#### Exercise prompt
Look through the material and copy each line holding "nanosecond".

────────────────────────────────────────

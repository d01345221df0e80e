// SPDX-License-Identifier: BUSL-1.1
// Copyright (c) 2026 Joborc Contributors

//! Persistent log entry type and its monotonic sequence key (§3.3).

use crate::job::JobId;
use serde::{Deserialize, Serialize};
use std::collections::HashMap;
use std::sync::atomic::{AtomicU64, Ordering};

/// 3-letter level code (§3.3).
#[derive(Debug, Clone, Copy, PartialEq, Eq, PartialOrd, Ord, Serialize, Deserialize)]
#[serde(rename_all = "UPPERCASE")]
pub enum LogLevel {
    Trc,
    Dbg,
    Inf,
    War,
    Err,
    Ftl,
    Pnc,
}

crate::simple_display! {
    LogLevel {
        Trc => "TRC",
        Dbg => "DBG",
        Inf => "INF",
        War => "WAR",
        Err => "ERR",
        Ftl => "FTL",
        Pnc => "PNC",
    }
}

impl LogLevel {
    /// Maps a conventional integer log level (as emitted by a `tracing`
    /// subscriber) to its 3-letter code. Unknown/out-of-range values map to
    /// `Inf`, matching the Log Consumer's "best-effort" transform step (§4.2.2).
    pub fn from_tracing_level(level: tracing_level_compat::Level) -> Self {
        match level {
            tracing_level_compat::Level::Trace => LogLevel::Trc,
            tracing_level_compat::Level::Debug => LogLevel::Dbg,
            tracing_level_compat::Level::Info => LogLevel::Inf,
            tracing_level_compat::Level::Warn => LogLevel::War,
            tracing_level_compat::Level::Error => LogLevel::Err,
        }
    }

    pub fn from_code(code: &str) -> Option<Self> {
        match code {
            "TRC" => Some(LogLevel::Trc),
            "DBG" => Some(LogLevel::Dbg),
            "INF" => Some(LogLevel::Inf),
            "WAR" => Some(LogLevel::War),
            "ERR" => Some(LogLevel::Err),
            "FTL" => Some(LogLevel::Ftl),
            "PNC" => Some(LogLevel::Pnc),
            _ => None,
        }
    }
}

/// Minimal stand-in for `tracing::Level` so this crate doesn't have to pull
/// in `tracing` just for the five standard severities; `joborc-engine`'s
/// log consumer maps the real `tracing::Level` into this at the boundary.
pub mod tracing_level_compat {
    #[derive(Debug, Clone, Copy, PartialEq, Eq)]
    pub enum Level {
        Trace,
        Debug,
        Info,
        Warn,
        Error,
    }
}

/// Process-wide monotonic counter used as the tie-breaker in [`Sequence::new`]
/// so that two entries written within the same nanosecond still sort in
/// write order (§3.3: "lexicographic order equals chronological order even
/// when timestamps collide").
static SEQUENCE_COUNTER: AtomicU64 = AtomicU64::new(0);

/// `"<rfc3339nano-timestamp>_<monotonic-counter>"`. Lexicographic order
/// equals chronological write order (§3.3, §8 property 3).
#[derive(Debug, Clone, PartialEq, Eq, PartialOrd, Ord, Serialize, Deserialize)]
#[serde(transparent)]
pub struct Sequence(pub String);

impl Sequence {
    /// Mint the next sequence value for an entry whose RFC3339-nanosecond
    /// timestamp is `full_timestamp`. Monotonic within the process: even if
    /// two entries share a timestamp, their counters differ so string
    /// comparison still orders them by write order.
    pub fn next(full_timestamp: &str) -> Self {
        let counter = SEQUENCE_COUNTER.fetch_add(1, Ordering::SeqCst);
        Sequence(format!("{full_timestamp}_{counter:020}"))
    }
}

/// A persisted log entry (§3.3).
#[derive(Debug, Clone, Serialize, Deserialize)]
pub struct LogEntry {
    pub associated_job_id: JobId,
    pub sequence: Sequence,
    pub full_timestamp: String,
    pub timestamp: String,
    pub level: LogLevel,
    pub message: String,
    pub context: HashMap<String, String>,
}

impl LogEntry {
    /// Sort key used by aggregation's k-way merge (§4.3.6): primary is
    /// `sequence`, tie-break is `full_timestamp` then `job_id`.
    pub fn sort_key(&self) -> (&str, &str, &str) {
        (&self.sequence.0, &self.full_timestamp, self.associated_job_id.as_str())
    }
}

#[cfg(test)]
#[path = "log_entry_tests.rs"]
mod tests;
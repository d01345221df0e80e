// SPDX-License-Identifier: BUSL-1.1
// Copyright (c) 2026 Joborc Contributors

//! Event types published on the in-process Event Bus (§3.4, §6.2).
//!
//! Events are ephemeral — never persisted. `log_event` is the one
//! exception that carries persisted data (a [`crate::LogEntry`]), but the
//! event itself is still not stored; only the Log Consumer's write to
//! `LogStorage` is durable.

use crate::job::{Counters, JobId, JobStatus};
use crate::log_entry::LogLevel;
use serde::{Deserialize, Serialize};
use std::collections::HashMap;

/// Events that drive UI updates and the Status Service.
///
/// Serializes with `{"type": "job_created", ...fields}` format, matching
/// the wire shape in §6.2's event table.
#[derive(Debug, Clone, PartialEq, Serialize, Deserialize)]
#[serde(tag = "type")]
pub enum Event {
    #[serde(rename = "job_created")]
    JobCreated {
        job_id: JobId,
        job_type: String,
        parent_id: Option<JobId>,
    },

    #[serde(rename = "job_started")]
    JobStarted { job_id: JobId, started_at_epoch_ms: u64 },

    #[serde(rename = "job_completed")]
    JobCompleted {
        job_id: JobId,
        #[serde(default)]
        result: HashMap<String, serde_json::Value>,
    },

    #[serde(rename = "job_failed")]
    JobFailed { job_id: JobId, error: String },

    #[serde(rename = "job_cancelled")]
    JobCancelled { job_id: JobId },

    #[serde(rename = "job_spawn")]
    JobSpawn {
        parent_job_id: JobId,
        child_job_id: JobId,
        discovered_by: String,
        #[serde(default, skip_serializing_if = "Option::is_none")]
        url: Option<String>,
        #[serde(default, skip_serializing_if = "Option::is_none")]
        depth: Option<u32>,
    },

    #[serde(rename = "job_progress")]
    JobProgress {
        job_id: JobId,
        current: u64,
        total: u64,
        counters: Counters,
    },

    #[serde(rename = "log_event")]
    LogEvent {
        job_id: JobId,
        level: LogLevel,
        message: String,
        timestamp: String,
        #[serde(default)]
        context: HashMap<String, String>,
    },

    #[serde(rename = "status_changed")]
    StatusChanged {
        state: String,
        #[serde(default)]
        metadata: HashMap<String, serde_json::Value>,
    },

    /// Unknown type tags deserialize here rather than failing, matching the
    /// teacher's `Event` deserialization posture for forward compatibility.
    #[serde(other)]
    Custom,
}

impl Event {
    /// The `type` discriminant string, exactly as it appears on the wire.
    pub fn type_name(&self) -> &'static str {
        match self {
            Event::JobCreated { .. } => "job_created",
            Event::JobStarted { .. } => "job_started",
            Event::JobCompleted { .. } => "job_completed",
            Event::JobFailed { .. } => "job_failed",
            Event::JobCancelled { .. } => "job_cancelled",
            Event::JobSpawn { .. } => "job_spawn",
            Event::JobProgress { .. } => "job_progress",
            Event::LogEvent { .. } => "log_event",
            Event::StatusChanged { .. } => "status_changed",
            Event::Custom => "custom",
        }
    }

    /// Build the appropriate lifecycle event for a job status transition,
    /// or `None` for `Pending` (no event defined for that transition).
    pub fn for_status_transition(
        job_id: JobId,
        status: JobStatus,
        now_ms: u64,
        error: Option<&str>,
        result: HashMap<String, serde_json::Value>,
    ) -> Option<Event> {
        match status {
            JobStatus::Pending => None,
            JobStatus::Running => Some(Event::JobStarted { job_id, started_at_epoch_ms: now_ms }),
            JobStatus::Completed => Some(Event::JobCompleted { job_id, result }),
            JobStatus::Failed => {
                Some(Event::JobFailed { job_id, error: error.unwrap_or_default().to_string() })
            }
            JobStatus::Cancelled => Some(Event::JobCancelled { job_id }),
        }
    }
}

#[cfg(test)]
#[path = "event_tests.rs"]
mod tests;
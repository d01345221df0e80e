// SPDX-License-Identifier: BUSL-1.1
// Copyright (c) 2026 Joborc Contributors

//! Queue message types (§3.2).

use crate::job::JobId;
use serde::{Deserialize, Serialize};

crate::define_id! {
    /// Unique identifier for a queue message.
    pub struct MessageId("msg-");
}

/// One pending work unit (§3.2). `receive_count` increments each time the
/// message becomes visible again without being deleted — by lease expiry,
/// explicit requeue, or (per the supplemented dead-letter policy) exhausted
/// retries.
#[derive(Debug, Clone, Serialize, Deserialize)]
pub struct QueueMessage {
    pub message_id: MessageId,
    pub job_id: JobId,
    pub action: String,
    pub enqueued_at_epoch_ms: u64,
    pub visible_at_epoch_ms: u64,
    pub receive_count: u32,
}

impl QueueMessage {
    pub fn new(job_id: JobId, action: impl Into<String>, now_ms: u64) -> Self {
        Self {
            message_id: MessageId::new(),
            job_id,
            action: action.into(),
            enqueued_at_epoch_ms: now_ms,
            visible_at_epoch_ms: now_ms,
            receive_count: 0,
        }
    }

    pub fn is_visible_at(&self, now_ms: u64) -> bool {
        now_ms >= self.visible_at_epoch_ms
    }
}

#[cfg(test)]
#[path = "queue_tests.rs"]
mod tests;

────────────────────────────────────────

#### Task result
/// so that two entries written within the same nanosecond still sort in
    /// Mint the next sequence value for an entry whose RFC3339-nanosecond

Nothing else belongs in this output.